Feature Engineering Temps Réel : Le Chaînon Manquant entre Données et Modèles IA

Feature Engineering Temps Réel : Le Chaînon Manquant entre Données et Modèles IA

En 2026, 78% des échecs ML en production sont liés aux features, pas aux modèles (Gartner Report). Pendant que les data scientists optimisent des architectures transformers complexes, les pipelines de features sont construits à la va-vite avec SQL batch, créant un écart fatal entre entraînement et production : training-serving skew.
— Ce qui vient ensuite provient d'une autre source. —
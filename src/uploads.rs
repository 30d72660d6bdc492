//! Asset uploads.
//!
//! Each asset is uploaded and then registered with the backend. A fixed number of
//! these upload-then-create sequences run at once; one failing never cancels the
//! others, but a failed upload skips its own create step.

use std::path::PathBuf;

use async_trait::async_trait;
use futures::{StreamExt, stream};
use mockall::automock;
use thiserror::Error;
use tracing::{debug, warn};

/// Number of upload-then-create sequences in flight at once.
pub const UPLOAD_CONCURRENCY: usize = 3;

/// A local file waiting to be uploaded.
#[derive(Debug, Clone, PartialEq, Eq)]
pub struct UploadAsset {
    pub name: String,
    pub path: PathBuf,
}

/// An asset stored by the upload service.
#[derive(Debug, Clone, PartialEq, Eq)]
pub struct UploadedAsset {
    pub name: String,
    pub url: String,
}

/// The backend record created for an uploaded asset.
#[derive(Debug, Clone, PartialEq, Eq)]
pub struct CreatedRecord {
    pub id: u64,
    pub name: String,
}

#[derive(Debug, Clone, Error, PartialEq, Eq)]
#[error("{message}")]
pub struct UploadError {
    pub message: String,
}

impl UploadError {
    pub fn new(message: impl Into<String>) -> Self {
        Self {
            message: message.into(),
        }
    }
}

/// Result of one upload-then-create sequence.
#[derive(Debug, Clone, PartialEq, Eq)]
pub enum UploadOutcome {
    /// The asset was uploaded and registered.
    Created(CreatedRecord),

    /// The upload failed, so no record was created.
    UploadFailed { name: String, error: UploadError },

    /// The upload succeeded but the backend record could not be created.
    CreateFailed {
        asset: UploadedAsset,
        error: UploadError,
    },
}

impl UploadOutcome {
    pub fn is_created(&self) -> bool {
        matches!(self, Self::Created(_))
    }
}

#[automock]
#[async_trait]
pub trait UploadPipeline: Send + Sync {
    /// Stores the file and returns where it lives.
    async fn upload(&self, asset: UploadAsset) -> Result<UploadedAsset, UploadError>;

    /// Registers an uploaded asset with the backend.
    async fn create(&self, asset: UploadedAsset) -> Result<CreatedRecord, UploadError>;
}

/// Runs every asset through `pipeline`, at most [`UPLOAD_CONCURRENCY`] at a time.
///
/// Outcomes are returned in the order the assets were given.
pub async fn run_uploads(
    pipeline: &dyn UploadPipeline,
    assets: Vec<UploadAsset>,
) -> Vec<UploadOutcome> {
    let mut outcomes: Vec<(usize, UploadOutcome)> = stream::iter(assets.into_iter().enumerate())
        .map(|(index, asset)| async move { (index, upload_then_create(pipeline, asset).await) })
        .buffer_unordered(UPLOAD_CONCURRENCY)
        .collect()
        .await;

    outcomes.sort_by_key(|(index, _)| *index);

    outcomes.into_iter().map(|(_, outcome)| outcome).collect()
}

async fn upload_then_create(pipeline: &dyn UploadPipeline, asset: UploadAsset) -> UploadOutcome {
    let name = asset.name.clone();

    let uploaded = match pipeline.upload(asset).await {
        Ok(uploaded) => uploaded,
        Err(error) => {
            warn!(%name, %error, "upload failed, skipping create");

            return UploadOutcome::UploadFailed { name, error };
        }
    };

    debug!(%name, url = %uploaded.url, "uploaded");

    match pipeline.create(uploaded.clone()).await {
        Ok(record) => UploadOutcome::Created(record),
        Err(error) => {
            warn!(%name, %error, "create failed after upload");

            UploadOutcome::CreateFailed {
                asset: uploaded,
                error,
            }
        }
    }
}

#[cfg(test)]
mod tests {
    use std::sync::atomic::{AtomicUsize, Ordering};

    use super::*;

    fn asset(name: &str) -> UploadAsset {
        UploadAsset {
            name: name.to_string(),
            path: PathBuf::from(format!("/tmp/{name}.wav")),
        }
    }

    fn uploaded(name: &str) -> UploadedAsset {
        UploadedAsset {
            name: name.to_string(),
            url: format!("https://cdn.test/{name}"),
        }
    }

    #[derive(Debug, Default)]
    struct CountingPipeline {
        in_flight: AtomicUsize,
        peak: AtomicUsize,
    }

    #[async_trait]
    impl UploadPipeline for CountingPipeline {
        async fn upload(&self, asset: UploadAsset) -> Result<UploadedAsset, UploadError> {
            let now = self.in_flight.fetch_add(1, Ordering::SeqCst) + 1;

            self.peak.fetch_max(now, Ordering::SeqCst);

            for _ in 0..4 {
                tokio::task::yield_now().await;
            }

            self.in_flight.fetch_sub(1, Ordering::SeqCst);

            Ok(uploaded(&asset.name))
        }

        async fn create(&self, asset: UploadedAsset) -> Result<CreatedRecord, UploadError> {
            Ok(CreatedRecord {
                id: 1,
                name: asset.name,
            })
        }
    }

    #[tokio::test]
    async fn at_most_three_sequences_run_at_once() {
        let pipeline = CountingPipeline::default();
        let assets = ["a", "b", "c", "d", "e", "f", "g"].map(asset).to_vec();

        let outcomes = run_uploads(&pipeline, assets).await;

        assert_eq!(outcomes.len(), 7);
        assert!(outcomes.iter().all(UploadOutcome::is_created));
        assert_eq!(pipeline.peak.load(Ordering::SeqCst), UPLOAD_CONCURRENCY);
    }

    #[tokio::test]
    async fn failed_upload_skips_its_create_but_not_siblings() {
        let mut pipeline = MockUploadPipeline::new();

        pipeline.expect_upload().returning(|asset| {
            if asset.name == "broken" {
                Err(UploadError::new("storage unavailable"))
            } else {
                Ok(uploaded(&asset.name))
            }
        });

        pipeline
            .expect_create()
            .times(2)
            .withf(|asset| asset.name != "broken")
            .returning(|asset| {
                Ok(CreatedRecord {
                    id: 1,
                    name: asset.name,
                })
            });

        let outcomes = run_uploads(
            &pipeline,
            vec![asset("intro"), asset("broken"), asset("outro")],
        )
        .await;

        assert!(outcomes[0].is_created());
        assert_eq!(
            outcomes[1],
            UploadOutcome::UploadFailed {
                name: "broken".to_string(),
                error: UploadError::new("storage unavailable"),
            }
        );
        assert!(outcomes[2].is_created());
    }

    #[tokio::test]
    async fn failed_create_keeps_uploaded_asset() {
        let mut pipeline = MockUploadPipeline::new();

        pipeline
            .expect_upload()
            .once()
            .returning(|asset| Ok(uploaded(&asset.name)));
        pipeline
            .expect_create()
            .once()
            .returning(|_| Err(UploadError::new("track title already used")));

        let outcomes = run_uploads(&pipeline, vec![asset("loop")]).await;

        assert_eq!(
            outcomes,
            [UploadOutcome::CreateFailed {
                asset: uploaded("loop"),
                error: UploadError::new("track title already used"),
            }]
        );
    }
}
//! Logging subscriber initialisation.

use thiserror::Error;
use tracing_subscriber::{
    EnvFilter, Registry,
    layer::{Layer, SubscriberExt},
    util::SubscriberInitExt,
};

use crate::config::{LogFormat, logging::LoggingConfig};

/// Errors raised while initialising logging.
#[derive(Debug, Error)]
pub enum ObservabilityError {
    /// Failed to initialise tracing subscriber.
    #[error("failed to initialise tracing subscriber: {0}")]
    TracingSubscriber(#[from] tracing_subscriber::util::TryInitError),
}

/// Install the global tracing subscriber.
///
/// `RUST_LOG` directives take precedence over the configured level.
///
/// # Errors
///
/// Returns an error if a global subscriber is already installed.
pub fn init_logging(config: &LoggingConfig) -> Result<(), ObservabilityError> {
    match config.log_format {
        LogFormat::Compact => init_with_layer(
            config,
            tracing_subscriber::fmt::layer()
                .compact()
                .with_target(true)
                .with_writer(std::io::stderr),
        ),
        LogFormat::Json => init_with_layer(
            config,
            tracing_subscriber::fmt::layer()
                .json()
                .with_current_span(true)
                .with_target(true)
                .with_writer(std::io::stderr),
        ),
    }
}

fn build_env_filter(config: &LoggingConfig) -> EnvFilter {
    EnvFilter::try_from_default_env().unwrap_or_else(|_| {
        EnvFilter::new(format!(
            "{},hyper=warn,hyper_util=warn,reqwest=warn,rustls=warn",
            config.log_level
        ))
    })
}

fn init_with_layer<L>(config: &LoggingConfig, fmt_layer: L) -> Result<(), ObservabilityError>
where
    L: Layer<Registry> + Send + Sync + 'static,
{
    tracing_subscriber::registry()
        .with(fmt_layer)
        .with(build_env_filter(config))
        .try_init()?;

    Ok(())
}
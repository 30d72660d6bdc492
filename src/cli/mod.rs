use clap::{Parser, Subcommand};
use soundcart::{config::ClientConfig, observability};

mod checkout;
mod collection;
mod context;
mod login;
mod show;
mod track;

#[derive(Debug, Parser)]
#[command(name = "soundcart", about = "Music marketplace cart", long_about = None)]
pub(crate) struct Cli {
    #[command(flatten)]
    config: ClientConfig,

    #[command(subcommand)]
    command: Commands,
}

#[derive(Debug, Subcommand)]
enum Commands {
    /// Show the current cart
    Show,
    /// Add a track to the cart
    AddTrack(track::AddTrackArgs),
    /// Remove a track from the cart
    RemoveTrack(track::RemoveTrackArgs),
    /// Add a collection to the cart
    AddCollection(collection::AddCollectionArgs),
    /// Remove a collection from the cart
    RemoveCollection(collection::RemoveCollectionArgs),
    /// Sign in and merge the guest cart into the account cart
    Login,
    /// Place the order for the current cart
    Checkout(checkout::CheckoutArgs),
}

impl Cli {
    pub(crate) async fn run(self) -> Result<(), String> {
        observability::init_logging(&self.config.logging)
            .map_err(|error| format!("failed to initialise logging: {error}"))?;

        match self.command {
            Commands::Show => show::run(&self.config).await,
            Commands::AddTrack(args) => track::add(&self.config, args).await,
            Commands::RemoveTrack(args) => track::remove(&self.config, args).await,
            Commands::AddCollection(args) => collection::add(&self.config, args).await,
            Commands::RemoveCollection(args) => collection::remove(&self.config, args).await,
            Commands::Login => login::run(&self.config).await,
            Commands::Checkout(args) => checkout::run(&self.config, args).await,
        }
    }
}
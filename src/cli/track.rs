use clap::Args;
use soundcart::{
    cart::{ArtistId, ArtistRef, TrackId, TrackLineItem},
    config::ClientConfig,
    prices::Price,
};

use crate::cli::context::Context;

#[derive(Debug, Args)]
pub(crate) struct AddTrackArgs {
    /// Track id
    #[arg(long)]
    id: u64,

    /// Track title
    #[arg(long)]
    title: String,

    /// Price in minor units, e.g. 300 for $3.00
    #[arg(long)]
    price: i64,

    /// ISO currency code of the price
    #[arg(long, default_value = "USD")]
    currency: String,

    /// Artist id
    #[arg(long)]
    artist_id: u64,

    /// Artist name
    #[arg(long)]
    artist_name: String,
}

#[derive(Debug, Args)]
pub(crate) struct RemoveTrackArgs {
    /// Track id
    #[arg(long)]
    id: u64,
}

pub(crate) async fn add(config: &ClientConfig, args: AddTrackArgs) -> Result<(), String> {
    let context = Context::open(config).await?;

    context
        .cart
        .add_track(TrackLineItem {
            id: TrackId::new(args.id),
            title: args.title,
            price: Price::new(args.price, args.currency),
            artist: ArtistRef {
                id: ArtistId::new(args.artist_id),
                name: args.artist_name,
            },
        })
        .await
        .map_err(|error| format!("failed to add track: {}", error.user_message()))?;

    context.print_cart()
}

pub(crate) async fn remove(config: &ClientConfig, args: RemoveTrackArgs) -> Result<(), String> {
    let context = Context::open(config).await?;

    context
        .cart
        .remove_track(TrackId::new(args.id))
        .await
        .map_err(|error| format!("failed to remove track: {}", error.user_message()))?;

    context.print_cart()
}
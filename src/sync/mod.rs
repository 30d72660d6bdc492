//! Cart synchronization.

pub mod errors;
pub mod service;
pub mod state;

pub use errors::CartSyncError;
pub use service::CartSync;
pub use state::{CartSnapshot, CartState};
Le feature engineering temps réel résout ce problème en calculant les features à la volée sur des streams de données (Kafka, Pulsar), permettant aux modèles ML de décider instantanément avec des features fraîches. Les cas d'usage explosent : détection de fraude (réagir en < 100ms), recommandations personnalisées (features utilisateur en temps réel), trading algorithmique (features marché au microseconde).

Cet article technique explore l'architecture complète du feature engineering streaming : Kafka + Flink pour transformation temps réel, Feature Stores (Feast, Tecton) pour servir les features, et patternslambda/kappa pour réconcilier batch et streaming.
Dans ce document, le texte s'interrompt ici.